Data items
====
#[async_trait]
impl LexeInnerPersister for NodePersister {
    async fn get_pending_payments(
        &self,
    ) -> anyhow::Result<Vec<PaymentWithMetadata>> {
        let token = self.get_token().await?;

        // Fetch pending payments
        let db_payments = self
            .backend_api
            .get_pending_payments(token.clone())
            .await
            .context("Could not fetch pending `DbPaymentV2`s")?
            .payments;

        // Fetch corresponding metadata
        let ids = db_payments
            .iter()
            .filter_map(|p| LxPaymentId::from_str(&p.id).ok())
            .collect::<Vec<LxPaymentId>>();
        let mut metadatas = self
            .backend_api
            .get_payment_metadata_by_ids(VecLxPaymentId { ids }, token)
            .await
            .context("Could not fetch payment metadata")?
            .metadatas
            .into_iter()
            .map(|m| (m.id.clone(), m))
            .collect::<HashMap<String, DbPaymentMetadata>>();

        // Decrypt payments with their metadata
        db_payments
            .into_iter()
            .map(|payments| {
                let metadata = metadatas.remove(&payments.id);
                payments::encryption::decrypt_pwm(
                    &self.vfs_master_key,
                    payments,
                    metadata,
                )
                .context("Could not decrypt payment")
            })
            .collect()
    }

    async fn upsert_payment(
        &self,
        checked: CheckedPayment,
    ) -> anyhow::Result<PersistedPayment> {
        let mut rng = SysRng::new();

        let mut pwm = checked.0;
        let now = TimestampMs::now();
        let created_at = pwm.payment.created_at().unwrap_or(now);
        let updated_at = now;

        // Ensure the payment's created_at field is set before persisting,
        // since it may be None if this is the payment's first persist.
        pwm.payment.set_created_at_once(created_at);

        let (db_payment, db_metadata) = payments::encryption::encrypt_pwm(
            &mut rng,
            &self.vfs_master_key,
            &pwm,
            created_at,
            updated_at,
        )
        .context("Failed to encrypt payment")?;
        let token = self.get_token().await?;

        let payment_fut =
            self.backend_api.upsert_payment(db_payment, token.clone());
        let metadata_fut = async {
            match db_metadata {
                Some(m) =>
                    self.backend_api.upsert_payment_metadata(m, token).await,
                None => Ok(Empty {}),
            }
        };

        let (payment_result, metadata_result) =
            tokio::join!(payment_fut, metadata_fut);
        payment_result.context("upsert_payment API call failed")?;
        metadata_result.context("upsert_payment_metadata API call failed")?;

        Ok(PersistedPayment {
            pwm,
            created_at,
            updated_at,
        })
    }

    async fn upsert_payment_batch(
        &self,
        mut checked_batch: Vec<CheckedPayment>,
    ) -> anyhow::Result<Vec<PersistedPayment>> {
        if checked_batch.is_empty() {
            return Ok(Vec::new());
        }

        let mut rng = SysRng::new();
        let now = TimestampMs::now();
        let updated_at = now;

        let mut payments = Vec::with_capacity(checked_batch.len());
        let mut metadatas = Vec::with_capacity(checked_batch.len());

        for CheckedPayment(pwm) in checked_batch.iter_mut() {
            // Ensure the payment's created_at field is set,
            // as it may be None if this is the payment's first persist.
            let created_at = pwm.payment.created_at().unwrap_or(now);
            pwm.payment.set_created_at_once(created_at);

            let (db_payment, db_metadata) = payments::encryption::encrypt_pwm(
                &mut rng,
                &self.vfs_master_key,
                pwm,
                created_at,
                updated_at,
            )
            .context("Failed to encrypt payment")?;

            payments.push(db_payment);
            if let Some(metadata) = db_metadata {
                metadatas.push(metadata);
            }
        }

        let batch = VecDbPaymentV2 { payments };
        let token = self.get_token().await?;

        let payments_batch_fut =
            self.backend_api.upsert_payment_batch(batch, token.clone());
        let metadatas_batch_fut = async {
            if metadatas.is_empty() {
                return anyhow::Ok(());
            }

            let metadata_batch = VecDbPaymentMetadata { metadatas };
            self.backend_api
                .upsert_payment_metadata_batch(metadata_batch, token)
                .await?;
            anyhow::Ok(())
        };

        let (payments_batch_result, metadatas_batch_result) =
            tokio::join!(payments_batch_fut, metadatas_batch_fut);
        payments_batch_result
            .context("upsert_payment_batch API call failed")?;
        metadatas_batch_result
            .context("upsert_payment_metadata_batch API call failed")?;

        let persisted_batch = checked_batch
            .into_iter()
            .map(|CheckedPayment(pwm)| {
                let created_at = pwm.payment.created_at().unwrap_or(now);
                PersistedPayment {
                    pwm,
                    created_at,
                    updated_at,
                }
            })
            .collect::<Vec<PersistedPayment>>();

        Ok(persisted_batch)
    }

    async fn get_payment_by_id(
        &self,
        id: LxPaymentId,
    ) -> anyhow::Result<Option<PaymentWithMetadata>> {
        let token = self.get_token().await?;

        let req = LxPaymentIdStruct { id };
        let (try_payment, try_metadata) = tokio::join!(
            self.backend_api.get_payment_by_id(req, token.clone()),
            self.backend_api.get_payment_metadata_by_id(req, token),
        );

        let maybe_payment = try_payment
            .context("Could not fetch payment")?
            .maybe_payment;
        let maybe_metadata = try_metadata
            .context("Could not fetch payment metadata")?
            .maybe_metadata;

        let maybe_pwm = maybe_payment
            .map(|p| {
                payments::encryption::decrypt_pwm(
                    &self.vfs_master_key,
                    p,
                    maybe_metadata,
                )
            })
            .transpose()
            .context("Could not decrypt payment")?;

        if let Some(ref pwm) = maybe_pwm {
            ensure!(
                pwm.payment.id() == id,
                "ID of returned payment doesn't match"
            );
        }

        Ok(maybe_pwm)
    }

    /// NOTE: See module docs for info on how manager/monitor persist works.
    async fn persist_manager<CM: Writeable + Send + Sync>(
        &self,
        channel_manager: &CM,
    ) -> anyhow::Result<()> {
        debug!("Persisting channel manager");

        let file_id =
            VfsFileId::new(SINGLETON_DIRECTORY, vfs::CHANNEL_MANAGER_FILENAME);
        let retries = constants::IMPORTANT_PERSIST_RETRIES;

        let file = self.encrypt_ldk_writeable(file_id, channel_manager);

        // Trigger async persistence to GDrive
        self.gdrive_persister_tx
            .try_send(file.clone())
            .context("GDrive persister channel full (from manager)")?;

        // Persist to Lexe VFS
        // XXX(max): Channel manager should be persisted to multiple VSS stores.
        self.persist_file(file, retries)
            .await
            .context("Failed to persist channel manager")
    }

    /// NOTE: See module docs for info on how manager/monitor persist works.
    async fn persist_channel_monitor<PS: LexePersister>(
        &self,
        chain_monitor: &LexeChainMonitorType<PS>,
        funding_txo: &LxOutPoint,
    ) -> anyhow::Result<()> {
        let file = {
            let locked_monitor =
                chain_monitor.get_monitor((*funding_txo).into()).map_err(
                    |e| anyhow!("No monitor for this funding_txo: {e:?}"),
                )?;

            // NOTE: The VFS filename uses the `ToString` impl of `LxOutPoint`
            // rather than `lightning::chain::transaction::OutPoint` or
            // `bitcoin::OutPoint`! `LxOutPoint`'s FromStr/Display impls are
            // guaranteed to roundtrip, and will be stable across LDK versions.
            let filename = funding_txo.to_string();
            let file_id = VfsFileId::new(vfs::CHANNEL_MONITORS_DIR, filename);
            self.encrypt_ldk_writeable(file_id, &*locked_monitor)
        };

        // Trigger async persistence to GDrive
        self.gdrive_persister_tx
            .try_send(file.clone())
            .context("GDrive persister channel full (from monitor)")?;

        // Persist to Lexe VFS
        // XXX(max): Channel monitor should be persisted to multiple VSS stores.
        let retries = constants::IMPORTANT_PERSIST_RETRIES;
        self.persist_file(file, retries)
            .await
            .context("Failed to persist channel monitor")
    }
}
====
■ EXERCISE AIM:
Find each line in the records above that contains "LxOutPoint", and copy it.

■ REPLY:
        funding_txo: &LxOutPoint,
            // NOTE: The VFS filename uses the `ToString` impl of `LxOutPoint`
            // `bitcoin::OutPoint`! `LxOutPoint`'s FromStr/Display impls are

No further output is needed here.